# Task objective:
Every line that contains the word "impl" should be copied from the records below.

Excerpts from a dataset
▬▬▬▬▬▬

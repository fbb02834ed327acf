use crate::domain::ports::{BatchEvent, ProgressSink};
use crate::utils::size::format_file_size;
use std::sync::atomic::{AtomicU8, Ordering};

/// 將批次事件轉成日誌輸出；進度只在跨過 `step` 百分比時記錄一次
pub struct LogReporter {
    step: u8,
    last_logged: AtomicU8,
}

impl LogReporter {
    pub fn new(step: u8) -> Self {
        Self {
            step: step.max(1),
            last_logged: AtomicU8::new(0),
        }
    }

    fn should_log_progress(&self, percent: u8) -> bool {
        let bucket = if percent >= 100 {
            100
        } else {
            percent / self.step * self.step
        };
        let previous = self.last_logged.fetch_max(bucket, Ordering::SeqCst);
        bucket > previous
    }
}

impl Default for LogReporter {
    fn default() -> Self {
        Self::new(10)
    }
}

impl ProgressSink for LogReporter {
    fn on_event(&self, event: BatchEvent) {
        match event {
            BatchEvent::Started { total, duplicates } => {
                tracing::info!("🚀 Starting compression of {} file(s)...", total);
                if duplicates > 0 {
                    tracing::warn!("⚠️ Duplicates removed: {}", duplicates);
                }
            }
            BatchEvent::FileStarted { input, .. } => {
                tracing::debug!("🔄 Started: {}", input.display());
            }
            BatchEvent::FileCompressed(_) | BatchEvent::FileFailed(_) => {}
            BatchEvent::Progress {
                completed,
                total,
                percent,
            } => {
                if self.should_log_progress(percent) {
                    tracing::info!("📊 Progress: {}% ({}/{})", percent, completed, total);
                }
            }
            BatchEvent::Finished(summary) => {
                if summary.cancelled {
                    tracing::warn!("⏹️ Processing cancelled by user");
                }
                tracing::info!(
                    "📊 Successful: {}, Errors: {}",
                    summary.successful,
                    summary.errors
                );
                let saved = summary.total_saved_bytes();
                if saved > 0 {
                    tracing::info!(
                        "💾 Total saved: {} of {}",
                        format_file_size(saved as u64),
                        format_file_size(summary.total_original_bytes())
                    );
                }
            }
        }
    }
}
// Application layer: wiring shared by the binaries (preflight, run, exit codes, prompts).

pub mod interactive;
pub mod runner;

▬▬▬▬▬▬

# Exercise solution:
impl LogReporter {
impl Default for LogReporter {
impl ProgressSink for LogReporter {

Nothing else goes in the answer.